> What the task asks
Filter the data for lines with the word "queued", then copy every line so identified.

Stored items
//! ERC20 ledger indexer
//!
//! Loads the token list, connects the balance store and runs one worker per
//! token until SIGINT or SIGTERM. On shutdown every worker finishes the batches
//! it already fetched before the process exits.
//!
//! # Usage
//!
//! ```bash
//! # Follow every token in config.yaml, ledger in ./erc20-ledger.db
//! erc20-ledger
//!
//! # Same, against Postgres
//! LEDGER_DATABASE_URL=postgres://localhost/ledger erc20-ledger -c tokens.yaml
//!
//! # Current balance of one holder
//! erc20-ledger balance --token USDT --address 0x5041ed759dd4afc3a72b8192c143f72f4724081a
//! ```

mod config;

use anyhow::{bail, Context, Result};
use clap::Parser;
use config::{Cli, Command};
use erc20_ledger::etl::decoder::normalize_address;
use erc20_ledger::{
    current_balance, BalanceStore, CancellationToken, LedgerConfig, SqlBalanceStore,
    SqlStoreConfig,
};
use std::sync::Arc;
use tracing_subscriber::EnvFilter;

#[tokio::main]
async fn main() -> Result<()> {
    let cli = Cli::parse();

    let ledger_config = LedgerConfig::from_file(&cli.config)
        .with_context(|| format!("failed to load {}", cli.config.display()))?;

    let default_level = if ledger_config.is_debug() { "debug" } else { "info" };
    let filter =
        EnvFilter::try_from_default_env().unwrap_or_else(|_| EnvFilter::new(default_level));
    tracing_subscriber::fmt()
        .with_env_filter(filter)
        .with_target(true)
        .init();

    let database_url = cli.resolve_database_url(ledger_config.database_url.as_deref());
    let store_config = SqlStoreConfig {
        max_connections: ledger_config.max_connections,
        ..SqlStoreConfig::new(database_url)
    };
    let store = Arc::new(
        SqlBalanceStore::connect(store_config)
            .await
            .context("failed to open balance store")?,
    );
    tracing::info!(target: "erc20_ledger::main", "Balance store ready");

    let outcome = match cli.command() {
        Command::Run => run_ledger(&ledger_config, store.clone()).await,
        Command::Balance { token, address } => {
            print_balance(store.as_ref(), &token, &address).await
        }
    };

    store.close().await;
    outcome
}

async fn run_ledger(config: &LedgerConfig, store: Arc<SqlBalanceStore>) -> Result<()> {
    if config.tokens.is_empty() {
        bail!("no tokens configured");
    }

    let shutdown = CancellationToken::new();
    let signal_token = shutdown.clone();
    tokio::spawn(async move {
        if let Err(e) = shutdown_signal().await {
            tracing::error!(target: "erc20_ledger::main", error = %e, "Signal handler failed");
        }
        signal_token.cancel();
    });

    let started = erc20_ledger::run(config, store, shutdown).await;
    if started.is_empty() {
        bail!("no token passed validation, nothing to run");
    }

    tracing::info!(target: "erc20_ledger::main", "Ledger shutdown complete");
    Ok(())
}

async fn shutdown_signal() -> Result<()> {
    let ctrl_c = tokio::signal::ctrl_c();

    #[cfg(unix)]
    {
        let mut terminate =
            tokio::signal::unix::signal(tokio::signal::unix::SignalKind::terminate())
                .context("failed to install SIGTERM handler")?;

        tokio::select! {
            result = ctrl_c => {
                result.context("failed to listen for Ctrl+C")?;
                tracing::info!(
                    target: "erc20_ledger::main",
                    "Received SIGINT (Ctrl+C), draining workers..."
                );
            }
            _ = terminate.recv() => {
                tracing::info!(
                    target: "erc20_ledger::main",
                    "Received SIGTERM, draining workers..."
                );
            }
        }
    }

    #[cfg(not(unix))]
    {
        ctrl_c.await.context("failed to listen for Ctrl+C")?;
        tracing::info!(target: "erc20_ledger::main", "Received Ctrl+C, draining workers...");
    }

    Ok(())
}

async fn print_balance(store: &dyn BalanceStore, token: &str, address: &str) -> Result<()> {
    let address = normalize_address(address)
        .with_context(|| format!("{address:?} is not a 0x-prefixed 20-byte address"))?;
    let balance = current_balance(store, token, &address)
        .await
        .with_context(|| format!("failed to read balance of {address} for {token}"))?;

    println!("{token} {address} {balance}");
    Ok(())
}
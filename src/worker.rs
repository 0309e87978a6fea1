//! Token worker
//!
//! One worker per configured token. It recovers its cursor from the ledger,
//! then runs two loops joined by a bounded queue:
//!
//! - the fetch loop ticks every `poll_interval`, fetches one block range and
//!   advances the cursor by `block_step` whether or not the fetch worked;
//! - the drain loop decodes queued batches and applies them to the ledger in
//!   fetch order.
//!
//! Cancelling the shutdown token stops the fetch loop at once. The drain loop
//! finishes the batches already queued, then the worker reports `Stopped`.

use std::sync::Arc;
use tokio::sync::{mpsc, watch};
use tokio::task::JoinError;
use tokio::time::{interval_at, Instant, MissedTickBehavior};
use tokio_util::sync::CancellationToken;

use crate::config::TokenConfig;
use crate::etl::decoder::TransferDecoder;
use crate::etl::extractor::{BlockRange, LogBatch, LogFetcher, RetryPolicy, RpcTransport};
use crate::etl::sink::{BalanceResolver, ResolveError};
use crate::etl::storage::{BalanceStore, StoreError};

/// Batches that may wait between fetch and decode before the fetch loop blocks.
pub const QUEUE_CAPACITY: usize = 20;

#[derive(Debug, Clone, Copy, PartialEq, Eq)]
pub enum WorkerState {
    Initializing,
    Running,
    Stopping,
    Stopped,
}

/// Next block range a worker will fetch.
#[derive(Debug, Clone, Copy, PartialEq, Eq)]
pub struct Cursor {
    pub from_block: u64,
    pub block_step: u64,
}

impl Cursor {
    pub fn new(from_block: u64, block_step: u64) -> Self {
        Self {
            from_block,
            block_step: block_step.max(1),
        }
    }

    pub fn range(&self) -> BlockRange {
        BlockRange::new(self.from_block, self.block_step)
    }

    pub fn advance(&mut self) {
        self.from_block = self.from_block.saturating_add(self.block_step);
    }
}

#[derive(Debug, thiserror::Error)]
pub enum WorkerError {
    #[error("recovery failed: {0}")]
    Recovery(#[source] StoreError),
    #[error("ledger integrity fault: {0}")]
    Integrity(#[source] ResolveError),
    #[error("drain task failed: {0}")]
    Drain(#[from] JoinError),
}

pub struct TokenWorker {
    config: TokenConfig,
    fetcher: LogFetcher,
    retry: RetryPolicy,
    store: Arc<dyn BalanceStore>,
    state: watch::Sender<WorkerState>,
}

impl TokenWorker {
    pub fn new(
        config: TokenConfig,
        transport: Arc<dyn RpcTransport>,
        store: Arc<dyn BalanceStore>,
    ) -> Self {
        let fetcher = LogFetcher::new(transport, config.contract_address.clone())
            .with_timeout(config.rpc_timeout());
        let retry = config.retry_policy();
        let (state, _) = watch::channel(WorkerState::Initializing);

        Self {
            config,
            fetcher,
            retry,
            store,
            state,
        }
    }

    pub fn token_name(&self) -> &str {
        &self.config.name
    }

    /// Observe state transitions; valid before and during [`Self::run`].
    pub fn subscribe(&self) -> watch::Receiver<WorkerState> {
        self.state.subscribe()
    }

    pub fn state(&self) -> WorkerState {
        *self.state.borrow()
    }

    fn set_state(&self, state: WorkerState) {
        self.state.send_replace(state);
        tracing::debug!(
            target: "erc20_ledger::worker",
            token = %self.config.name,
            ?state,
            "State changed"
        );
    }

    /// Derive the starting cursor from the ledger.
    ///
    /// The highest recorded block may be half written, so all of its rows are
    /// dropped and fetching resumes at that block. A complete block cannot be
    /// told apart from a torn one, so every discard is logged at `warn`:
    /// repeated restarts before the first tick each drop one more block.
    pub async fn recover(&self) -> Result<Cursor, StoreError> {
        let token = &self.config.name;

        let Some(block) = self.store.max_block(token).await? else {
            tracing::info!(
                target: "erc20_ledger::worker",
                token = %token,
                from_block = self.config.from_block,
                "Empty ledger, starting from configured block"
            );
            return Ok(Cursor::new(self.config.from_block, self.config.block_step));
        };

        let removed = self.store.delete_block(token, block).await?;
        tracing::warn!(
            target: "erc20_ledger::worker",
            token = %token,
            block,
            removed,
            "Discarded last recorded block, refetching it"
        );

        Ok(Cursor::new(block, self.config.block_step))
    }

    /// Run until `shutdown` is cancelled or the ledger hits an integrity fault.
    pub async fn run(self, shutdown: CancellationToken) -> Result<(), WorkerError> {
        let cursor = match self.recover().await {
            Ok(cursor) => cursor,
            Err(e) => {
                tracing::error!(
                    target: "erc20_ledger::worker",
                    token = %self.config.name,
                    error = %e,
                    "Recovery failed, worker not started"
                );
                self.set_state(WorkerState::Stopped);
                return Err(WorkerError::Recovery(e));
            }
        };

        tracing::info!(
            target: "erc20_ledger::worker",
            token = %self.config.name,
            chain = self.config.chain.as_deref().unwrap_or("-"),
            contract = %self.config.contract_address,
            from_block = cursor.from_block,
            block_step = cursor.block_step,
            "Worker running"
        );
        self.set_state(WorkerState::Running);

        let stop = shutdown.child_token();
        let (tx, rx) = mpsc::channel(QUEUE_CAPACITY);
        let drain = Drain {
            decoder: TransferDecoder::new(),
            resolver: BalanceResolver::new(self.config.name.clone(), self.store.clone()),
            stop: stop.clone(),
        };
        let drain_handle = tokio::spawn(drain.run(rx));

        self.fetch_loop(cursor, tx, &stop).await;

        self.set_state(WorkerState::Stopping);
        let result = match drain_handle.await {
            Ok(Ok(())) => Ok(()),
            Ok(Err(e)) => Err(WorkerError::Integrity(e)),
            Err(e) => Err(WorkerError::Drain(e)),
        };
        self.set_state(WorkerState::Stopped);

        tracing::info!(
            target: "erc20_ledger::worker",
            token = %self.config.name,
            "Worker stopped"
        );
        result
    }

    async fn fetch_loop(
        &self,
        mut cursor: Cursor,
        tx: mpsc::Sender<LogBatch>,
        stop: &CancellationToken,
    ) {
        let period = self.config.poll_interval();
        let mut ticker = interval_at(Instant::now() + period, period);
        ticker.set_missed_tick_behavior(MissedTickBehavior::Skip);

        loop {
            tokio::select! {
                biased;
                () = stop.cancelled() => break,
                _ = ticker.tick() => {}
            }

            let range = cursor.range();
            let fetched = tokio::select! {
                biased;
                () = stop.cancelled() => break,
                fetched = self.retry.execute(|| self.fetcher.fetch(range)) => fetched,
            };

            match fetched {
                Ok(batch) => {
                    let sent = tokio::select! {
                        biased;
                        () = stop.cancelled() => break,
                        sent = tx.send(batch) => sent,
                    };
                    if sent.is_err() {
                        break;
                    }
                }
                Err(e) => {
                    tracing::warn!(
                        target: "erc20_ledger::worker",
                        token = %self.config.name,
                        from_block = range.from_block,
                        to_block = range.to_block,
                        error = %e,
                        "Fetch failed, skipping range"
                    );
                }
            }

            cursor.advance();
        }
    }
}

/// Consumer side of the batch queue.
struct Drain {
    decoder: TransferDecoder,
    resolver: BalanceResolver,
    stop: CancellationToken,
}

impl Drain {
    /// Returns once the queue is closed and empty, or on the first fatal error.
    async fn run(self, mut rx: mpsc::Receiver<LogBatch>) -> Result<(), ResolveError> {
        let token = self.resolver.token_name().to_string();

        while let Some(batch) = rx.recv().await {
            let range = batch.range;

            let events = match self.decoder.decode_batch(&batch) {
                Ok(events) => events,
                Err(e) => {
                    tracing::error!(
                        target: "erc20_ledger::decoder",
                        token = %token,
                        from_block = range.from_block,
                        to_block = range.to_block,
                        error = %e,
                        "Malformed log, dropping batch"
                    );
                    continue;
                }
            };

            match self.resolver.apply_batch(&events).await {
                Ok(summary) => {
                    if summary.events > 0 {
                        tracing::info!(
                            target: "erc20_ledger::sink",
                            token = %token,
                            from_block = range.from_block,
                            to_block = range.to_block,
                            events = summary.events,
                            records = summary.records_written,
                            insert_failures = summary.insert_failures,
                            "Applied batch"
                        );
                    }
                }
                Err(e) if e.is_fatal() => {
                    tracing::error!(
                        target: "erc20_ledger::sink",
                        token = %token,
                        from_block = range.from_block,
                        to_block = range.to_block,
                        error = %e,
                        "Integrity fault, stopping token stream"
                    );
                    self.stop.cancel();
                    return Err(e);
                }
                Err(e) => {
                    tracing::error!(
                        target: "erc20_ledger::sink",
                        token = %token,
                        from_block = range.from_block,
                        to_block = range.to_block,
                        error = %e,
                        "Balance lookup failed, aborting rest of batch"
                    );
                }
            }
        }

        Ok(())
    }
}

> Reply
//! - the drain loop decodes queued batches and applies them to the ledger in
//! finishes the batches already queued, then the worker reports `Stopped`.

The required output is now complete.